For the first quarter of this year, the Audi Group posted operating profit of €1,100m (2018: €1,300m). In addition to the lower sales volume, earnings were adversely affected by the phase-out and ramp-up situation of important models as part of the ongoing product initiative, as well as by higher advance expenditure for new technologies. The operating return on sales fell to 8.0 percent (2018: 8.5 percent). The revenue-reducing effects from the deconsolidation of the multi-brand importers had a positive impact on the return ratio and dampened its decline.

“The start to this year has also shown that we are currently some distance away from our own targets. We must achieve swift and substantial progress with our cost structures to make 2019 a turning point for Audi. Especially in times of radical technological change, it applies more than ever that to develop premium products, we need a premium margin. So with our Audi Transformation Plan, we’re going to shift up a gear.” – Member of the Board of Management for Finance, China and Legal Affairs at AUDI AG, Alexander Seitz.

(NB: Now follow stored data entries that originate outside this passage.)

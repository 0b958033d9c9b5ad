use std::sync::Arc;

use axum::{
    routing::{delete, get, post, put},
    Router,
};
use tower_http::cors::CorsLayer;

use crate::application::AccountService;
use crate::infrastructure::AppConfig;
use crate::web::handlers::*;

pub fn create_router(service: Arc<AccountService>, config: Arc<AppConfig>) -> Router {
    Router::new()
        .route("/api/create", post(create_account))
        .route("/api/fetch", get(fetch_account_details))
        .route("/api/update", put(update_account_details))
        .route("/api/delete", delete(delete_account))
        .route("/api/build-info", get(build_info))
        .route("/api/contact-info", get(contact_info))
        .route("/health", get(health_check))
        .with_state((service, config))
        .layer(CorsLayer::permissive())
}

#[cfg(test)]
mod tests {
    use super::*;
    use crate::domain::{Account, Customer, DEFAULT_ACCOUNT_TYPE, DEFAULT_BRANCH_ADDRESS};
    use crate::infrastructure::repository::MockAccountRepositoryTrait;
    use axum::body::Body;
    use axum::http::{header::CONTENT_TYPE, Request, StatusCode};
    use chrono::Utc;
    use serde_json::{json, Value};
    use tower::ServiceExt;

    fn customer_fixture() -> Customer {
        Customer {
            customer_id: 7,
            name: "John Doe".to_string(),
            email: "jdoe@email.com".to_string(),
            mobile_number: "1234567899".to_string(),
            created_at: Utc::now(),
            updated_at: None,
        }
    }

    fn account_fixture() -> Account {
        Account {
            account_number: 1_234_567_890,
            customer_id: 7,
            account_type: DEFAULT_ACCOUNT_TYPE.to_string(),
            branch_address: DEFAULT_BRANCH_ADDRESS.to_string(),
            created_at: Utc::now(),
            updated_at: None,
        }
    }

    fn test_app(repo: MockAccountRepositoryTrait) -> Router {
        create_router(
            Arc::new(AccountService::new(Arc::new(repo))),
            Arc::new(AppConfig::default()),
        )
    }

    async fn body_json(response: axum::response::Response) -> Value {
        let bytes = axum::body::to_bytes(response.into_body(), usize::MAX)
            .await
            .unwrap();
        serde_json::from_slice(&bytes).unwrap()
    }

    fn json_request(method: &str, uri: &str, body: Value) -> Request<Body> {
        Request::builder()
            .method(method)
            .uri(uri)
            .header(CONTENT_TYPE, "application/json")
            .body(Body::from(body.to_string()))
            .unwrap()
    }

    #[tokio::test]
    async fn create_returns_201_with_the_success_envelope() {
        let mut repo = MockAccountRepositoryTrait::new();
        repo.expect_find_customer_by_mobile_number()
            .returning(|_| Ok(None));
        repo.expect_create_customer_with_account()
            .returning(|_, _| Ok((customer_fixture(), account_fixture())));

        let payload = json!({
            "name": "John Doe",
            "email": "jdoe@email.com",
            "mobileNumber": "1234567899"
        });
        let response = test_app(repo)
            .oneshot(json_request("POST", "/api/create", payload))
            .await
            .unwrap();

        assert_eq!(response.status(), StatusCode::CREATED);
        let body = body_json(response).await;
        assert_eq!(body["statusCode"], "201");
        assert_eq!(body["statusMsg"], "Account created successfully");
    }

    #[tokio::test]
    async fn create_with_a_registered_mobile_number_returns_500() {
        let mut repo = MockAccountRepositoryTrait::new();
        repo.expect_find_customer_by_mobile_number()
            .returning(|_| Ok(Some(customer_fixture())));

        let payload = json!({
            "name": "John Doe",
            "email": "jdoe@email.com",
            "mobileNumber": "1234567899"
        });
        let response = test_app(repo)
            .oneshot(json_request("POST", "/api/create", payload))
            .await
            .unwrap();

        assert_eq!(response.status(), StatusCode::INTERNAL_SERVER_ERROR);
        let body = body_json(response).await;
        assert_eq!(body["apiPath"], "/api/create");
        assert_eq!(body["errorCode"], 500);
        assert!(body["errorMessage"]
            .as_str()
            .unwrap()
            .contains("already registered"));
    }

    #[tokio::test]
    async fn create_rejects_invalid_fields_before_the_workflow_runs() {
        // No expectations: a repository call would panic the mock.
        let repo = MockAccountRepositoryTrait::new();

        let payload = json!({
            "name": "Jo",
            "email": "not-an-email",
            "mobileNumber": "12345"
        });
        let response = test_app(repo)
            .oneshot(json_request("POST", "/api/create", payload))
            .await
            .unwrap();

        assert_eq!(response.status(), StatusCode::BAD_REQUEST);
        let body = body_json(response).await;
        assert_eq!(body["errorCode"], 400);
    }

    #[tokio::test]
    async fn fetch_returns_the_combined_customer_account_json() {
        let mut repo = MockAccountRepositoryTrait::new();
        repo.expect_find_customer_by_mobile_number()
            .returning(|_| Ok(Some(customer_fixture())));
        repo.expect_find_account_by_customer_id()
            .returning(|_| Ok(Some(account_fixture())));

        let response = test_app(repo)
            .oneshot(
                Request::builder()
                    .uri("/api/fetch?mobileNumber=1234567899")
                    .body(Body::empty())
                    .unwrap(),
            )
            .await
            .unwrap();

        assert_eq!(response.status(), StatusCode::OK);
        let body = body_json(response).await;
        assert_eq!(body["mobileNumber"], "1234567899");
        assert_eq!(body["accountsDto"]["accountType"], "Savings");
        assert_eq!(body["accountsDto"]["accountNumber"], 1_234_567_890);
    }

    #[tokio::test]
    async fn fetch_with_unknown_mobile_number_returns_500_not_found() {
        let mut repo = MockAccountRepositoryTrait::new();
        repo.expect_find_customer_by_mobile_number()
            .returning(|_| Ok(None));

        let response = test_app(repo)
            .oneshot(
                Request::builder()
                    .uri("/api/fetch?mobileNumber=1234567899")
                    .body(Body::empty())
                    .unwrap(),
            )
            .await
            .unwrap();

        assert_eq!(response.status(), StatusCode::INTERNAL_SERVER_ERROR);
        let body = body_json(response).await;
        assert!(body["errorMessage"]
            .as_str()
            .unwrap()
            .starts_with("Customer not found"));
    }

    #[tokio::test]
    async fn fetch_rejects_a_malformed_mobile_number_param() {
        let repo = MockAccountRepositoryTrait::new();

        let response = test_app(repo)
            .oneshot(
                Request::builder()
                    .uri("/api/fetch?mobileNumber=12ab")
                    .body(Body::empty())
                    .unwrap(),
            )
            .await
            .unwrap();

        assert_eq!(response.status(), StatusCode::BAD_REQUEST);
    }

    #[tokio::test]
    async fn update_without_account_payload_returns_417() {
        let repo = MockAccountRepositoryTrait::new();

        let payload = json!({
            "name": "John Doe",
            "email": "jdoe@email.com",
            "mobileNumber": "1234567899"
        });
        let response = test_app(repo)
            .oneshot(json_request("PUT", "/api/update", payload))
            .await
            .unwrap();

        assert_eq!(response.status(), StatusCode::EXPECTATION_FAILED);
        let body = body_json(response).await;
        assert_eq!(body["statusCode"], "417");
    }

    #[tokio::test]
    async fn update_with_account_payload_returns_200() {
        let mut repo = MockAccountRepositoryTrait::new();
        repo.expect_find_account_by_number()
            .returning(|_| Ok(Some(account_fixture())));
        repo.expect_find_customer_by_id()
            .returning(|_| Ok(Some(customer_fixture())));
        repo.expect_update_customer_and_account()
            .returning(|_, _| Ok(()));

        let payload = json!({
            "name": "John Doe",
            "email": "jdoe@email.com",
            "mobileNumber": "1234567899",
            "accountsDto": {
                "accountNumber": 1_234_567_890i64,
                "accountType": "Current",
                "branchAddress": "456 Side Street, Boston"
            }
        });
        let response = test_app(repo)
            .oneshot(json_request("PUT", "/api/update", payload))
            .await
            .unwrap();

        assert_eq!(response.status(), StatusCode::OK);
        let body = body_json(response).await;
        assert_eq!(body["statusCode"], "200");
    }

    #[tokio::test]
    async fn delete_returns_200_after_removing_the_pair() {
        let mut repo = MockAccountRepositoryTrait::new();
        repo.expect_find_customer_by_mobile_number()
            .returning(|_| Ok(Some(customer_fixture())));
        repo.expect_delete_customer_and_account()
            .returning(|_| Ok(()));

        let response = test_app(repo)
            .oneshot(
                Request::builder()
                    .method("DELETE")
                    .uri("/api/delete?mobileNumber=1234567899")
                    .body(Body::empty())
                    .unwrap(),
            )
            .await
            .unwrap();

        assert_eq!(response.status(), StatusCode::OK);
        let body = body_json(response).await;
        assert_eq!(body["statusCode"], "200");
    }

    #[tokio::test]
    async fn build_info_reports_the_configured_version() {
        let response = test_app(MockAccountRepositoryTrait::new())
            .oneshot(
                Request::builder()
                    .uri("/api/build-info")
                    .body(Body::empty())
                    .unwrap(),
            )
            .await
            .unwrap();

        assert_eq!(response.status(), StatusCode::OK);
        let bytes = axum::body::to_bytes(response.into_body(), usize::MAX)
            .await
            .unwrap();
        let text = String::from_utf8(bytes.to_vec()).unwrap();
        assert!(text.starts_with("Current Build Version:"));
    }

    #[tokio::test]
    async fn contact_info_serves_the_configured_block() {
        let response = test_app(MockAccountRepositoryTrait::new())
            .oneshot(
                Request::builder()
                    .uri("/api/contact-info")
                    .body(Body::empty())
                    .unwrap(),
            )
            .await
            .unwrap();

        assert_eq!(response.status(), StatusCode::OK);
        let body = body_json(response).await;
        assert!(body["message"].as_str().unwrap().contains("accounts"));
        assert!(body["contactDetails"].is_object());
    }

    #[tokio::test]
    async fn health_endpoint_is_up() {
        let response = test_app(MockAccountRepositoryTrait::new())
            .oneshot(
                Request::builder()
                    .uri("/health")
                    .body(Body::empty())
                    .unwrap(),
            )
            .await
            .unwrap();
        assert_eq!(response.status(), StatusCode::OK);
    }
}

The company started deliveries of the all-electric Audi e-tron in Europe in March, presented the Q2 L e-tron specifically for China at Auto Shanghai 2019 in April, and will have the world premiere of its third e-model with the Audi e-tron Sportback before the end of the year. From 2019 until the end of 2023 alone, Audi plans approximately €14b of advance expenditure for electric mobility, digitalization and highly automated driving. This includes investments in property, plant and equipment as well as research and development expenditure. Overall, the total expenditure earmarked for the five-year planning period amounts to about €40b.

To finance its future course, Audi increased the targets for its transformation plan at the beginning of 2019 and now aims for positive earnings effects totaling €15b in the period of 2018 through 2022. In a supplementary work package of the program, the company’s capital employed is to be optimized. As part of its realignment, the Audi Group is adjusting, among other things, the future allocation of model lines to the plants with the efficient bundling of vehicle architectures, as well as the corresponding distribution of tasks and capacity development in the international development and production network.

For the first quarter of this year, the Audi Group reports profit before tax of €1,196m (2018: €1,426m). This includes the financial result, which decreased to €96m (2018: €127m), partially due to measurement effects.

Even under the difficult conditions of the first quarter, the Four Rings generated a significantly positive net cash flow of €1,207m (2018: €1,919m). Compared with the higher prior-year figure, a negative one-time effect affected cash inflows in connection with the deconsolidation of the multi-brand importers. Moreover, there had been a positive impact in 2018 from changes in equity interests in the HERE mapping service provider.

For full-year 2019, the company continues to forecast a moderate increase in deliveries by the Audi brand and anticipates growth impetus especially in the second half of the year. Delivery figures will also reflect the reduction of inventories in the sales and retail organization, which were specifically built up for the WLTP changeover. The Audi Group therefore anticipates a slight increase in revenue. In transition year 2019, the operating return on sales is expected to be between 7.0 and 8.5 percent and the net cash flow between €2.5 and €3.0b.